愛したいと思っています。
それは本当のことです。
でも、心の奥を正直に見ると、100%ではない瞬間があります。
人前では「良かったですね」と言える自分がいて、その言葉が嘘でもないのに、なぜか後ろめたい——そういう感覚が、あるかもしれません。
それは冷たさのせいでしょうか。
あるいは、その後ろめたさがどこから来るのか、まだわかっていないのかもしれません。
愛には偽りがあってはならない。……喜ぶものとともに喜び、泣くものとともに泣きなさい。
愛は、なじんでいくものだった
誰かが「良かったですね」と言う。
口ではそう言っている。
でも心の中は、100%そうではない。
正しくあろうとするほど、そのずれが見えてきます。
「本当に良かった」と思っている部分と、「いいなぁ、あの人は」と思っている部分が、同時にある。
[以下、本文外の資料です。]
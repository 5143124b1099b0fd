use clap::{Parser, Subcommand};
use std::path::Path;
use std::sync::Arc;
use tokio::sync::watch;
use tracing::{error, info, warn};
use tracing_subscriber::EnvFilter;

use cycler::config::{AppConfig, LoggingConfig};
use cycler::engine::{cancel_cycle, create_cycle, StrategyOverrides, UpdateEngine};
use cycler::error::{CyclerError, Result};
use cycler::exchange::{build_client_table, parse_exchange, ClientTable, Exchange};
use cycler::repository::{AccumulationRepository, CycleRepository};
use cycler::scheduler::Scheduler;

#[derive(Parser)]
#[command(name = "cycler", about = "Multi-exchange BTC/USDC cycle trading bot")]
struct Cli {
    /// Configuration directory
    #[arg(long, default_value = "config", env = "CYCLER_CONFIG_DIR")]
    config_dir: String,

    #[command(subcommand)]
    command: Commands,
}

#[derive(Subcommand)]
enum Commands {
    /// Run the scheduler (reconciliation + cycle creation on timers)
    Run,
    /// Run one reconciliation pass now
    Update {
        /// Restrict to one exchange
        #[arg(long)]
        exchange: Option<String>,
    },
    /// Create a new cycle now
    New {
        #[arg(long)]
        exchange: String,
    },
    /// Cancel a cycle: best-effort exchange cancel, then delete the row
    Cancel {
        #[arg(long)]
        id: u64,
        /// Delete the local row even if the exchange-side cancel fails
        #[arg(long)]
        force: bool,
    },
    /// List cycles, newest first
    Cycles {
        #[arg(long, default_value_t = 0)]
        offset: usize,
        #[arg(long, default_value_t = 20)]
        limit: usize,
    },
    /// List accumulation records, newest first
    Accumulations {
        #[arg(long, default_value_t = 0)]
        offset: usize,
        #[arg(long, default_value_t = 20)]
        limit: usize,
    },
    /// Probe every enabled exchange's connectivity and credentials
    Check,
}

#[tokio::main]
async fn main() -> Result<()> {
    let cli = Cli::parse();

    // Invalid configuration is fatal: never trade on an unknown state.
    let config = match AppConfig::load_from(&cli.config_dir) {
        Ok(config) => config,
        Err(e) => {
            eprintln!("configuration error: {e}");
            std::process::exit(1);
        }
    };

    let _log_guard = init_logging(&config.logging);

    let clients = build_client_table(&config)?;
    if clients.is_empty() {
        error!("no exchanges enabled, nothing to do");
        std::process::exit(1);
    }

    let data_dir = Path::new(&config.storage.data_dir);
    let cycles = match CycleRepository::open(data_dir).await {
        Ok(repo) => Arc::new(repo),
        Err(e) => {
            error!(error = %e, "cycle repository unavailable");
            std::process::exit(1);
        }
    };
    let accumulations = match AccumulationRepository::open(data_dir).await {
        Ok(repo) => Arc::new(repo),
        Err(e) => {
            error!(error = %e, "accumulation repository unavailable");
            std::process::exit(1);
        }
    };

    match cli.command {
        Commands::Run => {
            let clients = probe_clients(clients).await;
            if clients.is_empty() {
                error!("no exchange is reachable, refusing to start");
                std::process::exit(1);
            }
            let engine = Arc::new(UpdateEngine::new(
                clients,
                config.clone(),
                cycles,
                accumulations,
            ));

            let (tx, rx) = watch::channel(false);
            tokio::spawn(async move {
                if tokio::signal::ctrl_c().await.is_ok() {
                    info!("interrupt received, stopping scheduler");
                    let _ = tx.send(true);
                }
            });

            let scheduler = Scheduler::new(engine, config, rx);
            scheduler.load_or_bootstrap().await?;
            scheduler.run().await;
        }
        Commands::Update { exchange } => {
            let filter = exchange.as_deref().map(parse_exchange).transpose()?;
            let engine = Arc::new(UpdateEngine::new(
                clients,
                config.clone(),
                cycles,
                accumulations,
            ));
            let summary = Arc::clone(&engine)
                .run_pass(filter, StrategyOverrides::default())
                .await;
            println!(
                "processed {} cycles: {} advanced, {} failed, {} panicked",
                summary.processed, summary.advanced, summary.failed, summary.panicked
            );
        }
        Commands::New { exchange } => {
            let exchange = parse_exchange(&exchange)?;
            let client = clients.get(&exchange).cloned().ok_or_else(|| {
                CyclerError::Validation(format!("exchange '{exchange}' is not enabled"))
            })?;
            let settings = config.exchanges.get(exchange);
            let id = create_cycle(
                client.as_ref(),
                settings,
                &StrategyOverrides::default(),
                &cycles,
            )
            .await?;
            println!("cycle {id} created on {exchange}");
        }
        Commands::Cancel { id, force } => {
            let cycle = cycles.find_by_id_int(id).await.ok_or_else(|| {
                CyclerError::Validation(format!("no cycle with id {id}"))
            })?;
            let client = clients.get(&cycle.exchange).cloned().ok_or_else(|| {
                CyclerError::Validation(format!(
                    "exchange '{}' is not enabled; enable it or use --force",
                    cycle.exchange
                ))
            })?;
            match cancel_cycle(client.as_ref(), &cycles, &cycle, force).await {
                Ok(()) => println!("cycle {id} cancelled and removed"),
                Err(e) => {
                    eprintln!("cancel failed: {e}");
                    eprintln!("re-run with --force to delete the local record anyway");
                    std::process::exit(1);
                }
            }
        }
        Commands::Cycles { offset, limit } => {
            let page = cycles.page(offset, limit).await;
            if page.is_empty() {
                println!("no cycles");
            }
            for c in page {
                println!(
                    "#{:<5} {:<8} {:<10} qty={} buy={} sell={} gain={} fees={}",
                    c.id_int,
                    c.exchange,
                    c.status,
                    c.quantity,
                    c.buy_price,
                    c.sell_price,
                    c.exact_exchange_gain,
                    c.total_fees,
                );
            }
        }
        Commands::Accumulations { offset, limit } => {
            let page = accumulations.page(offset, limit).await;
            if page.is_empty() {
                println!("no accumulations");
            }
            for a in page {
                println!(
                    "#{:<5} {:<8} cycle={} qty={} target={} cancel={} deviation={}%",
                    a.id_int,
                    a.exchange,
                    a.cycle_id_int,
                    a.quantity,
                    a.target_sell_price,
                    a.cancel_price,
                    a.deviation,
                );
            }
        }
        Commands::Check => {
            for exchange in Exchange::ALL {
                let Some(client) = clients.get(&exchange) else {
                    println!("{exchange:<8} disabled");
                    continue;
                };
                match client.check_connection().await {
                    Ok(()) => println!("{exchange:<8} ok"),
                    Err(e) => println!("{exchange:<8} FAILED: {e}"),
                }
            }
        }
    }

    Ok(())
}

/// Probe every client; keep only the reachable subset for the
/// scheduler. A venue being down must not keep the others from
/// trading.
async fn probe_clients(clients: ClientTable) -> ClientTable {
    let mut reachable = ClientTable::new();
    for (exchange, client) in clients {
        match client.check_connection().await {
            Ok(()) => {
                info!(%exchange, "connection ok");
                reachable.insert(exchange, client);
            }
            Err(e) => {
                warn!(%exchange, error = %e, "connection failed, excluding from this run");
            }
        }
    }
    reachable
}

fn init_logging(config: &LoggingConfig) -> Option<tracing_appender::non_blocking::WorkerGuard> {
    let filter = EnvFilter::try_from_default_env()
        .unwrap_or_else(|_| EnvFilter::new(config.level.clone()));

    if let Some(dir) = &config.dir {
        let appender = tracing_appender::rolling::daily(dir, "cycler.log");
        let (writer, guard) = tracing_appender::non_blocking(appender);
        if config.json {
            tracing_subscriber::fmt()
                .with_env_filter(filter)
                .with_writer(writer)
                .json()
                .init();
        } else {
            tracing_subscriber::fmt()
                .with_env_filter(filter)
                .with_writer(writer)
                .with_ansi(false)
                .init();
        }
        Some(guard)
    } else {
        if config.json {
            tracing_subscriber::fmt().with_env_filter(filter).json().init();
        } else {
            tracing_subscriber::fmt().with_env_filter(filter).init();
        }
        None
    }
}
//! Kraken spot adapter (signed REST v0).
//!
//! Private calls are form-encoded POSTs; `API-Sign` is
//! base64(HMAC-SHA512(base64-decoded secret, path + SHA256(nonce +
//! postdata))). The `Balance` endpoint reports totals only, so locked
//! amounts are derived by summing remaining volume x price across open
//! orders on the pair. Filled orders leave the open set immediately;
//! lookups fall back to `ClosedOrders`. Fees are real
//! (`QueryOrders.fee`, quote currency).

use async_trait::async_trait;
use base64::{engine::general_purpose::STANDARD as BASE64_STANDARD, Engine};
use chrono::{DateTime, Utc};
use hmac::{Hmac, Mac};
use reqwest::Client;
use rust_decimal::Decimal;
use rust_decimal_macros::dec;
use serde_json::{json, Map, Value};
use sha2::{Digest, Sha256, Sha512};
use tokio::sync::OnceCell;
use tracing::debug;
use uuid::Uuid;

use super::{format_decimal, parse_epoch_seconds, pick, pick_decimal, pick_str};
use crate::config::ExchangeSettings;
use crate::error::{CyclerError, Result};
use crate::exchange::{
    ensure_core_assets, fill_within_tolerance, AssetBalance, BalanceMap, Exchange, ExchangeClient,
    OrderSide, OrderSnapshot, SymbolRules, BTC, USDC,
};

const DEFAULT_BASE: &str = "https://api.kraken.com";
const PAIR: &str = "XBTUSDC";

type HmacSha512 = Hmac<Sha512>;

pub struct KrakenClient {
    http: Client,
    base_url: String,
    api_key: Option<String>,
    api_secret: Option<String>,
    fee_rate: Decimal,
    dry_run: bool,
    rules: OnceCell<SymbolRules>,
}
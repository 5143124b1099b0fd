use chrono::{DateTime, Duration, NaiveTime, Utc};
use rust_decimal::Decimal;
use serde::{Deserialize, Serialize};
use std::str::FromStr;

use crate::exchange::Exchange;

/// What a scheduled task does when it fires.
#[derive(Debug, Clone, Copy, PartialEq, Eq, Serialize, Deserialize)]
#[serde(rename_all = "lowercase")]
pub enum TaskKind {
    /// Run a reconciliation pass over active cycles
    Update,
    /// Create new cycles on enabled exchanges
    New,
}

impl TaskKind {
    pub fn as_str(&self) -> &'static str {
        match self {
            TaskKind::Update => "update",
            TaskKind::New => "new",
        }
    }
}

impl std::fmt::Display for TaskKind {
    fn fmt(&self, f: &mut std::fmt::Formatter<'_>) -> std::fmt::Result {
        write!(f, "{}", self.as_str())
    }
}

impl FromStr for TaskKind {
    type Err = &'static str;

    fn from_str(raw: &str) -> std::result::Result<Self, Self::Err> {
        match raw.trim().to_ascii_lowercase().as_str() {
            "update" => Ok(TaskKind::Update),
            "new" => Ok(TaskKind::New),
            _ => Err("invalid task type; expected update|new"),
        }
    }
}

#[derive(Debug, Clone, Copy, PartialEq, Eq, Serialize, Deserialize)]
#[serde(rename_all = "lowercase")]
pub enum IntervalUnit {
    Minutes,
    Hours,
    Days,
}

impl IntervalUnit {
    pub fn as_str(&self) -> &'static str {
        match self {
            IntervalUnit::Minutes => "minutes",
            IntervalUnit::Hours => "hours",
            IntervalUnit::Days => "days",
        }
    }

    pub fn to_duration(&self, value: u32) -> Duration {
        match self {
            IntervalUnit::Minutes => Duration::minutes(value as i64),
            IntervalUnit::Hours => Duration::hours(value as i64),
            IntervalUnit::Days => Duration::days(value as i64),
        }
    }
}

impl std::fmt::Display for IntervalUnit {
    fn fmt(&self, f: &mut std::fmt::Formatter<'_>) -> std::fmt::Result {
        write!(f, "{}", self.as_str())
    }
}

impl FromStr for IntervalUnit {
    type Err = &'static str;

    fn from_str(raw: &str) -> std::result::Result<Self, Self::Err> {
        match raw.trim().to_ascii_lowercase().as_str() {
            "minutes" | "minute" | "min" => Ok(IntervalUnit::Minutes),
            "hours" | "hour" => Ok(IntervalUnit::Hours),
            "days" | "day" => Ok(IntervalUnit::Days),
            _ => Err("invalid interval unit; expected minutes|hours|days"),
        }
    }
}

/// Parse a daily `HH:MM` time-of-day.
pub fn parse_specific_time(raw: &str) -> std::result::Result<NaiveTime, String> {
    NaiveTime::parse_from_str(raw.trim(), "%H:%M")
        .map_err(|e| format!("invalid HH:MM time '{raw}': {e}"))
}

/// A named recurring job.
///
/// Exactly one of the interval pair or `specific_time` drives
/// scheduling; `specific_time` wins when both are present.
#[derive(Debug, Clone, Serialize, Deserialize)]
pub struct ScheduledTask {
    /// Unique key
    pub name: String,
    pub kind: TaskKind,
    pub enabled: bool,
    #[serde(default)]
    pub interval_value: Option<u32>,
    #[serde(default)]
    pub interval_unit: Option<IntervalUnit>,
    /// Daily HH:MM
    #[serde(default)]
    pub specific_time: Option<NaiveTime>,
    /// Optional scope filter; None means all enabled exchanges
    #[serde(default)]
    pub exchange: Option<Exchange>,
    /// Per-task strategy overrides
    #[serde(default)]
    pub buy_offset: Option<Decimal>,
    #[serde(default)]
    pub sell_offset: Option<Decimal>,
    #[serde(default)]
    pub percent: Option<Decimal>,
    #[serde(default)]
    pub last_run: Option<DateTime<Utc>>,
    #[serde(default)]
    pub next_scheduled_at: Option<DateTime<Utc>>,
}

impl ScheduledTask {
    pub fn interval(name: &str, kind: TaskKind, value: u32, unit: IntervalUnit) -> Self {
        Self {
            name: name.to_string(),
            kind,
            enabled: true,
            interval_value: Some(value),
            interval_unit: Some(unit),
            specific_time: None,
            exchange: None,
            buy_offset: None,
            sell_offset: None,
            percent: None,
            last_run: None,
            next_scheduled_at: None,
        }
    }

    pub fn daily(name: &str, kind: TaskKind, at: NaiveTime) -> Self {
        Self {
            name: name.to_string(),
            kind,
            enabled: true,
            interval_value: None,
            interval_unit: None,
            specific_time: Some(at),
            exchange: None,
            buy_offset: None,
            sell_offset: None,
            percent: None,
            last_run: None,
            next_scheduled_at: None,
        }
    }

    /// One of the two scheduling drivers must be present.
    pub fn validate(&self) -> std::result::Result<(), String> {
        if self.name.trim().is_empty() {
            return Err("task name must not be empty".to_string());
        }
        let has_interval = self.interval_value.is_some() && self.interval_unit.is_some();
        if !has_interval && self.specific_time.is_none() {
            return Err(format!(
                "task '{}' has neither an interval nor a specific time",
                self.name
            ));
        }
        if let Some(v) = self.interval_value {
            if v == 0 && self.specific_time.is_none() {
                return Err(format!("task '{}' has a zero interval", self.name));
            }
        }
        Ok(())
    }

    /// Compute the next execution time relative to `now`.
    ///
    /// A fixed daily time targets today at that time, or tomorrow if
    /// already passed. Otherwise an already-computed future timestamp
    /// is kept, and failing that the interval is added to the last run
    /// time (or to `now` when the task has never run).
    pub fn compute_next(&self, now: DateTime<Utc>) -> DateTime<Utc> {
        if let Some(at) = self.specific_time {
            let today = now.date_naive().and_time(at).and_utc();
            return if today > now {
                today
            } else {
                today + Duration::days(1)
            };
        }

        if let Some(next) = self.next_scheduled_at {
            if next > now {
                return next;
            }
        }

        let value = self.interval_value.unwrap_or(0);
        let unit = self.interval_unit.unwrap_or(IntervalUnit::Minutes);
        let base = self.last_run.unwrap_or(now);
        base + unit.to_duration(value)
    }

    /// Whether the task should fire at `now`.
    pub fn is_due(&self, now: DateTime<Utc>) -> bool {
        self.enabled
            && self
                .next_scheduled_at
                .map(|next| next <= now)
                .unwrap_or(false)
    }
}

#[cfg(test)]
mod tests {
    use super::*;
    use chrono::TimeZone;

    fn at(h: u32, m: u32) -> DateTime<Utc> {
        Utc.with_ymd_and_hms(2024, 3, 10, h, m, 0).unwrap()
    }

    #[test]
    fn specific_time_already_passed_targets_tomorrow() {
        let task = ScheduledTask::daily("new-cycles", TaskKind::New, parse_specific_time("09:00").unwrap());
        let next = task.compute_next(at(10, 0));
        assert_eq!(next, Utc.with_ymd_and_hms(2024, 3, 11, 9, 0, 0).unwrap());
    }

    #[test]
    fn specific_time_later_today_targets_today() {
        let task = ScheduledTask::daily("new-cycles", TaskKind::New, parse_specific_time("09:00").unwrap());
        let next = task.compute_next(at(8, 0));
        assert_eq!(next, Utc.with_ymd_and_hms(2024, 3, 10, 9, 0, 0).unwrap());
    }

    #[test]
    fn existing_future_timestamp_is_kept() {
        let mut task =
            ScheduledTask::interval("update-all", TaskKind::Update, 30, IntervalUnit::Minutes);
        task.next_scheduled_at = Some(at(11, 15));
        assert_eq!(task.compute_next(at(10, 0)), at(11, 15));
    }

    #[test]
    fn interval_added_to_last_run() {
        let mut task =
            ScheduledTask::interval("update-all", TaskKind::Update, 2, IntervalUnit::Hours);
        task.last_run = Some(at(10, 0));
        assert_eq!(task.compute_next(at(10, 30)), at(12, 0));
    }

    #[test]
    fn interval_added_to_now_when_never_run() {
        let task =
            ScheduledTask::interval("update-all", TaskKind::Update, 15, IntervalUnit::Minutes);
        assert_eq!(task.compute_next(at(10, 0)), at(10, 15));
    }

    #[test]
    fn is_due_requires_enabled_and_past_timestamp() {
        let mut task =
            ScheduledTask::interval("update-all", TaskKind::Update, 30, IntervalUnit::Minutes);
        assert!(!task.is_due(at(10, 0)));

        task.next_scheduled_at = Some(at(9, 59));
        assert!(task.is_due(at(10, 0)));

        task.enabled = false;
        assert!(!task.is_due(at(10, 0)));
    }

    #[test]
    fn validate_rejects_driverless_task() {
        let task = ScheduledTask {
            interval_value: None,
            interval_unit: None,
            specific_time: None,
            ..ScheduledTask::interval("x", TaskKind::Update, 1, IntervalUnit::Minutes)
        };
        assert!(task.validate().is_err());
    }

    #[test]
    fn parse_specific_time_rejects_garbage() {
        assert!(parse_specific_time("25:99").is_err());
        assert!(parse_specific_time("nope").is_err());
        assert_eq!(
            parse_specific_time("07:30").unwrap(),
            NaiveTime::from_hms_opt(7, 30, 0).unwrap()
        );
    }
}
use chrono::{DateTime, Utc};
use rust_decimal::Decimal;
use serde::{Deserialize, Serialize};

use crate::exchange::Exchange;

/// Audit record of a forgone sell: the pending sell order was
/// cancelled and the BTC retained. Written exactly once when the
/// accumulation decision approves; never mutated afterward.
#[derive(Debug, Clone, Serialize, Deserialize)]
pub struct Accumulation {
    /// Monotonic integer id, assigned by the repository on first save
    #[serde(default)]
    pub id_int: u64,
    pub exchange: Exchange,
    /// Origin cycle, deleted at accumulation time
    pub cycle_id_int: u64,
    /// BTC retained
    pub quantity: Decimal,
    pub original_buy_price: Decimal,
    /// The cancelled sell price
    pub target_sell_price: Decimal,
    /// Market price at cancellation
    pub cancel_price: Decimal,
    /// Percent below the target sell price at cancellation
    pub deviation: Decimal,
    pub created_at: DateTime<Utc>,
}

impl Accumulation {
    /// USDC value this accumulation committed, counted against the
    /// exchange's realized profit when funding later accumulations.
    pub fn committed_value(&self) -> Decimal {
        self.quantity * self.target_sell_price
    }
}

#[cfg(test)]
mod tests {
    use super::*;
    use rust_decimal_macros::dec;

    #[test]
    fn committed_value_is_quantity_times_target() {
        let a = Accumulation {
            id_int: 1,
            exchange: Exchange::Kraken,
            cycle_id_int: 7,
            quantity: dec!(0.02),
            original_buy_price: dec!(58000),
            target_sell_price: dec!(60000),
            cancel_price: dec!(57000),
            deviation: dec!(5),
            created_at: Utc::now(),
        };
        assert_eq!(a.committed_value(), dec!(1200));
    }
}
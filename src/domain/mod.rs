pub mod accumulation;
pub mod cycle;
pub mod task;

pub use accumulation::Accumulation;
pub use cycle::{Cycle, CycleStatus};
pub use task::{parse_specific_time, IntervalUnit, ScheduledTask, TaskKind};
#[async_trait]
impl ExchangeClient for KucoinClient {
    fn exchange(&self) -> Exchange {
        Exchange::Kucoin
    }

    fn is_dry_run(&self) -> bool {
        self.dry_run
    }

    async fn check_connection(&self) -> Result<()> {
        self.request_json(Method::GET, "/api/v1/timestamp", None, false)
            .await?;
        if !self.dry_run {
            self.request_json(Method::GET, "/api/v1/accounts?type=trade", None, true)
                .await?;
        }
        Ok(())
    }

    async fn last_price(&self) -> Result<Decimal> {
        let data = self
            .request_json(
                Method::GET,
                &format!("/api/v1/market/orderbook/level1?symbol={SYMBOL}"),
                None,
                false,
            )
            .await?;
        pick_decimal(&data, &["price"]).ok_or_else(|| {
            CyclerError::MarketDataUnavailable("KuCoin level1 returned no price".to_string())
        })
    }

    async fn detailed_balances(&self) -> Result<BalanceMap> {
        let mut balances = BalanceMap::new();

        if self.dry_run {
            balances.insert(USDC.to_string(), AssetBalance::new(dec!(10000), Decimal::ZERO));
            ensure_core_assets(&mut balances);
            return Ok(balances);
        }

        let data = self
            .request_json(Method::GET, "/api/v1/accounts?type=trade", None, true)
            .await?;
        if let Some(entries) = data.as_array() {
            for entry in entries {
                let Some(currency) = pick_str(entry, &["currency"]) else {
                    continue;
                };
                let free = pick_decimal(entry, &["available"]).unwrap_or(Decimal::ZERO);
                let locked = pick_decimal(entry, &["holds"]).unwrap_or(Decimal::ZERO);
                if free > Decimal::ZERO
                    || locked > Decimal::ZERO
                    || currency == BTC
                    || currency == USDC
                {
                    balances.insert(currency.to_string(), AssetBalance::new(free, locked));
                }
            }
        }
        ensure_core_assets(&mut balances);
        Ok(balances)
    }

    async fn symbol_rules(&self) -> Result<SymbolRules> {
        self.rules
            .get_or_try_init(|| async {
                let data = self
                    .request_json(
                        Method::GET,
                        &format!("/api/v2/symbols/{SYMBOL}"),
                        None,
                        false,
                    )
                    .await?;
                if data.is_null() {
                    return Err(CyclerError::MarketDataUnavailable(
                        "KuCoin symbol metadata missing".to_string(),
                    ));
                }
                Ok(SymbolRules {
                    quantity_step: pick_decimal(&data, &["baseIncrement"]).unwrap_or(dec!(0.00000001)),
                    price_step: pick_decimal(&data, &["priceIncrement"]).unwrap_or(dec!(0.1)),
                    min_quantity: pick_decimal(&data, &["baseMinSize"]).unwrap_or(dec!(0.00001)),
                    max_quantity: pick_decimal(&data, &["baseMaxSize"]).unwrap_or(Decimal::ZERO),
                    min_notional: pick_decimal(&data, &["minFunds"]).unwrap_or(dec!(0.1)),
                })
            })
            .await
            .cloned()
    }

    async fn create_order(
        &self,
        side: OrderSide,
        price: Decimal,
        quantity: Decimal,
    ) -> Result<OrderSnapshot> {
        let rules = self.symbol_rules().await?;
        let price = rules.round_price(price);
        let mut quantity = rules.round_quantity(quantity);

        if self.dry_run {
            rules.validate_order(side, price, quantity)?;
            return Ok(Self::dry_run_order(side, price, quantity));
        }

        let balances = self.detailed_balances().await?;
        let cap = match side {
            OrderSide::Buy => {
                let usdc = balances.get(USDC).copied().unwrap_or_default();
                if price > Decimal::ZERO {
                    usdc.free * dec!(0.99) / price
                } else {
                    Decimal::ZERO
                }
            }
            OrderSide::Sell => balances.get(BTC).copied().unwrap_or_default().free * dec!(0.99),
        };
        let cap = rules.round_quantity(cap);
        if quantity > cap {
            debug!(%quantity, %cap, "clamping order quantity to available balance");
            quantity = cap;
        }
        rules.validate_order(side, price, quantity)?;

        let body = json!({
            "clientOid": Uuid::new_v4().to_string(),
            "side": match side { OrderSide::Buy => "buy", OrderSide::Sell => "sell" },
            "symbol": SYMBOL,
            "type": "limit",
            "price": format_decimal(price),
            "size": format_decimal(quantity),
        });
        let data = self
            .request_json(Method::POST, "/api/v1/orders", Some(body), true)
            .await?;
        let order_id = pick_str(&data, &["orderId"])
            .map(ToString::to_string)
            .ok_or_else(|| {
                CyclerError::OrderSubmission("KuCoin order response missing orderId".to_string())
            })?;

        // Placement returns only the id; echo the request as snapshot.
        Ok(OrderSnapshot {
            id: order_id,
            side,
            price,
            orig_quantity: quantity,
            executed_quantity: Decimal::ZERO,
            cumulative_quote: Decimal::ZERO,
            status: "open".to_string(),
            created_at: Some(Utc::now()),
            completed_at: None,
            raw: data,
        })
    }

    async fn order_by_id(&self, order_id: &str) -> Result<OrderSnapshot> {
        let id = self.normalize_order_id(order_id);
        let result = self
            .request_json(Method::GET, &format!("/api/v1/orders/{id}"), None, true)
            .await;

        match result {
            Ok(data) if !data.is_null() => Ok(self.map_order(&data)),
            other => {
                match other {
                    Err(e) if !order_gone(&e) => return Err(e),
                    _ => {}
                }
                // Done orders can drop off the direct lookup; scan the
                // recent done list.
                debug!(order_id = %id, "order lookup failed, scanning done orders");
                let data = self
                    .request_json(
                        Method::GET,
                        &format!("/api/v1/orders?status=done&symbol={SYMBOL}"),
                        None,
                        true,
                    )
                    .await?;
                let items = data
                    .get("items")
                    .and_then(|v| v.as_array())
                    .cloned()
                    .unwrap_or_default();
                items
                    .iter()
                    .find(|o| pick_str(o, &["id"]) == Some(id.as_str()))
                    .map(|o| self.map_order(o))
                    .ok_or_else(|| CyclerError::OrderNotFound(id))
            }
        }
    }

    async fn is_filled(&self, order: &OrderSnapshot) -> Result<bool> {
        // "done" covers both filled and cancelled orders, so the
        // status string alone proves nothing; only the deal size does.
        Ok(fill_within_tolerance(
            order.executed_quantity,
            order.orig_quantity,
            Exchange::Kucoin.fill_tolerance(),
        ))
    }

    async fn cancel_order(&self, order_id: &str) -> Result<Value> {
        if self.dry_run {
            return Ok(json!({"cancelledOrderIds": [order_id], "dryRun": true}));
        }
        let id = self.normalize_order_id(order_id);
        self.request_json(Method::DELETE, &format!("/api/v1/orders/{id}"), None, true)
            .await
    }

    async fn order_fees(&self, order_id: &str) -> Result<Option<Decimal>> {
        if self.dry_run {
            return Ok(None);
        }
        let id = self.normalize_order_id(order_id);
        let data = self
            .request_json(
                Method::GET,
                &format!("/api/v1/fills?orderId={id}"),
                None,
                true,
            )
            .await?;
        let items = data
            .get("items")
            .and_then(|v| v.as_array())
            .cloned()
            .unwrap_or_default();
        if items.is_empty() {
            return Ok(None);
        }

        let mut total = Decimal::ZERO;
        for fill in &items {
            let fee = pick_decimal(fill, &["fee"]).unwrap_or(Decimal::ZERO);
            if fee <= Decimal::ZERO {
                continue;
            }
            match pick_str(fill, &["feeCurrency"]) {
                Some(BTC) => {
                    let price = pick_decimal(fill, &["price"]).unwrap_or(Decimal::ZERO);
                    total += fee * price;
                }
                _ => total += fee,
            }
        }
        Ok(Some(total))
    }

    fn fallback_fee_rate(&self) -> Decimal {
        self.fee_rate
    }

    /// Extract the 24-char lowercase hex token from whatever wrapper
    /// the id arrived in.
    fn normalize_order_id(&self, raw: &str) -> String {
        let trimmed = raw.trim();
        extract_hex_token(trimmed).unwrap_or_else(|| trimmed.to_string())
    }

    fn completion_time(&self, order: &OrderSnapshot) -> Option<DateTime<Utc>> {
        order.completed_at
    }
}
泣いている人のそばにいるとき、かわいそうだと思う気持ちと、「自分じゃなくてよかった」という気持ちが、混じっている。
それを知ったとき、愛には偽りがあってはならないという言葉が、突き刺さります。
自分は結局、愛していないのではないか、と。
まだ、どこにもつながっていない
整えられたオリーブの台木に、野生の枝が押し当てられています。
枝は切られ、台木に固定されています。
でもその瞬間、命はまだ流れていません。
枝は枝のまま、台木は台木のまま、ただ押し当てられているだけです。
接ぎ木師はその継ぎ目をテープで巻き、蝋で固めます。
それは命が流れ始めるまでの間、継ぎ目を守るためです。
でも本当のつながりは、テープや蝋がつくるのではありません。
何もなくなった後に残るもの
やがてテープははがれ、蝋も落ちます。
外から固めていたものが、何もなくなります。
そのとき初めて、つながっているかどうかが露わになります。
樹液は、急かしても流れません。
枝が台木になじんでいくのには、時間がかかります。
それが接ぎ木というものです。
偽りのない愛は、一瞬で完成しません。
偽りのない愛が完成するのは、正しくなれた後ではありません。
樹液がにじんでいる、その継ぎ目の只中が、すでに愛の現場なのかもしれません。
押し当てられた継ぎ目で、樹液がじっとにじんでいる。
その時間の中に、誰かがいます。
AIメンター牧師見習い のぼくんの 【今日のつぶやき】
接ぎ木の話、僕にはじわっときました。
「本当に良かった」と思っている自分と「いいなぁ」と思っている自分が、同時にいてもいいんだって、少し息ができた気がします。
100%じゃないから偽りだ、と断定しなくていいかもしれません。そのずれを知っていること自体が、出発点なのかもしれません。
テープも蝋もなくなった後に何が残るか——それは自分を責めるためじゃなくて、自分の継ぎ目がどこにあるかを知るために。